(Dataset excerpts)
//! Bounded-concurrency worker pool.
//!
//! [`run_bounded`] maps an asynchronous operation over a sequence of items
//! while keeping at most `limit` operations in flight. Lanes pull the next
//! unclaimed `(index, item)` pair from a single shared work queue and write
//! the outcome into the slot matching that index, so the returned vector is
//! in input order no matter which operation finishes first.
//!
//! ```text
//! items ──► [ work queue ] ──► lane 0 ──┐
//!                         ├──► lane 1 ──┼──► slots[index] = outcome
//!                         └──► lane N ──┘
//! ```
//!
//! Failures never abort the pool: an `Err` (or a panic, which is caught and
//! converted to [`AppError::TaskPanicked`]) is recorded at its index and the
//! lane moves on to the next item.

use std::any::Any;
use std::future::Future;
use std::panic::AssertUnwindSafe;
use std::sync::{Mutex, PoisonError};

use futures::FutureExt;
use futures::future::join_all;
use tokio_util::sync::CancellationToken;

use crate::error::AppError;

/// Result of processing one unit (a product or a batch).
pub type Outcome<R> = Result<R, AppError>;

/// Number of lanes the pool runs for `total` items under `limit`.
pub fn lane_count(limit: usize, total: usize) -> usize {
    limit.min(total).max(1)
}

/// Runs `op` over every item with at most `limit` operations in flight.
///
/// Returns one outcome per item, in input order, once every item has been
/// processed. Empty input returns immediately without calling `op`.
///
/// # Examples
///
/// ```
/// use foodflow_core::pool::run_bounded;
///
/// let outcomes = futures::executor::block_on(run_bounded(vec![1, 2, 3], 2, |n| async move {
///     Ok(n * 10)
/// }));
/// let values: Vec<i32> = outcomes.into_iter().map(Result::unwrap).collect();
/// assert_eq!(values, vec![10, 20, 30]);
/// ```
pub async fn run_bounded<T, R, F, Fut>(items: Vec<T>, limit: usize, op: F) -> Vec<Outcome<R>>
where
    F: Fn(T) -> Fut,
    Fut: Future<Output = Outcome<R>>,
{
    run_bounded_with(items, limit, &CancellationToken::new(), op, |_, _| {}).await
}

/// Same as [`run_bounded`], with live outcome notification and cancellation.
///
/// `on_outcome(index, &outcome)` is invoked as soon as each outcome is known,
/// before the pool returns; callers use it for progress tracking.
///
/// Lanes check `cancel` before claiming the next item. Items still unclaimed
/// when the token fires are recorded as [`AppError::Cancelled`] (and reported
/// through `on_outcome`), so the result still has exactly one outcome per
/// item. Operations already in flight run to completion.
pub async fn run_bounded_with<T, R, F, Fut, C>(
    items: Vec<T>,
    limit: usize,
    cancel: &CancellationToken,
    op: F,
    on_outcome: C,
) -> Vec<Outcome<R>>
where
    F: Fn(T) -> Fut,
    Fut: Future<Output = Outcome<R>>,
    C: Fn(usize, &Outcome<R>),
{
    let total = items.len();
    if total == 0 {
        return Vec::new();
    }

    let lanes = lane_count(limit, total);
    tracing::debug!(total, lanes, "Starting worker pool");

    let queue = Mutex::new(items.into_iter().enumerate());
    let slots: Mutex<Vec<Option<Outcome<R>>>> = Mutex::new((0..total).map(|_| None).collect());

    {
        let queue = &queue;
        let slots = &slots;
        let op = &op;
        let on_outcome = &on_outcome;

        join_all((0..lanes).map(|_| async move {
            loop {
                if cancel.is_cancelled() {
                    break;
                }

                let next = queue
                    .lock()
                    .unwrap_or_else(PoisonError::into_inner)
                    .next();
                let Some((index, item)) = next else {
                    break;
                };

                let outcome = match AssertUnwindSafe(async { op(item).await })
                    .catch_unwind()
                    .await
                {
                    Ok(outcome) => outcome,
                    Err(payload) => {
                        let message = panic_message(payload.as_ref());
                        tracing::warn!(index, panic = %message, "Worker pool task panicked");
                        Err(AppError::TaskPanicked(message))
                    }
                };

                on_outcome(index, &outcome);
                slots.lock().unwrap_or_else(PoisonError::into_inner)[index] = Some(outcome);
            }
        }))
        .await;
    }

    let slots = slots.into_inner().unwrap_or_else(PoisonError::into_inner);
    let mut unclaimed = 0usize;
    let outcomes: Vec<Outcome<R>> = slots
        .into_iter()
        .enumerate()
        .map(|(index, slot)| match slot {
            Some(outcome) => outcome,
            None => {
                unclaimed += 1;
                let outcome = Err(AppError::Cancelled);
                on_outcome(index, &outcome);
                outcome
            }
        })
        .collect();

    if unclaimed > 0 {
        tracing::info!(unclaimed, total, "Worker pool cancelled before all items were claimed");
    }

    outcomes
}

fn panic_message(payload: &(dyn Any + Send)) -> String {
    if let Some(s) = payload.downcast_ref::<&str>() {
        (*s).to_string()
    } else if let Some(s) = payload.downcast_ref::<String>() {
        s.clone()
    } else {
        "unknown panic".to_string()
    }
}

Work item
Starting with the line that holds "use std::panic::AssertUnwindSafe;" and ending with the line that holds "limit.min(total).max(1)", retype every line in the data above exactly, and nothing else.

Output of the task
use std::panic::AssertUnwindSafe;
use std::sync::{Mutex, PoisonError};

use futures::FutureExt;
use futures::future::join_all;
use tokio_util::sync::CancellationToken;

use crate::error::AppError;

/// Result of processing one unit (a product or a batch).
pub type Outcome<R> = Result<R, AppError>;

/// Number of lanes the pool runs for `total` items under `limit`.
pub fn lane_count(limit: usize, total: usize) -> usize {
    limit.min(total).max(1)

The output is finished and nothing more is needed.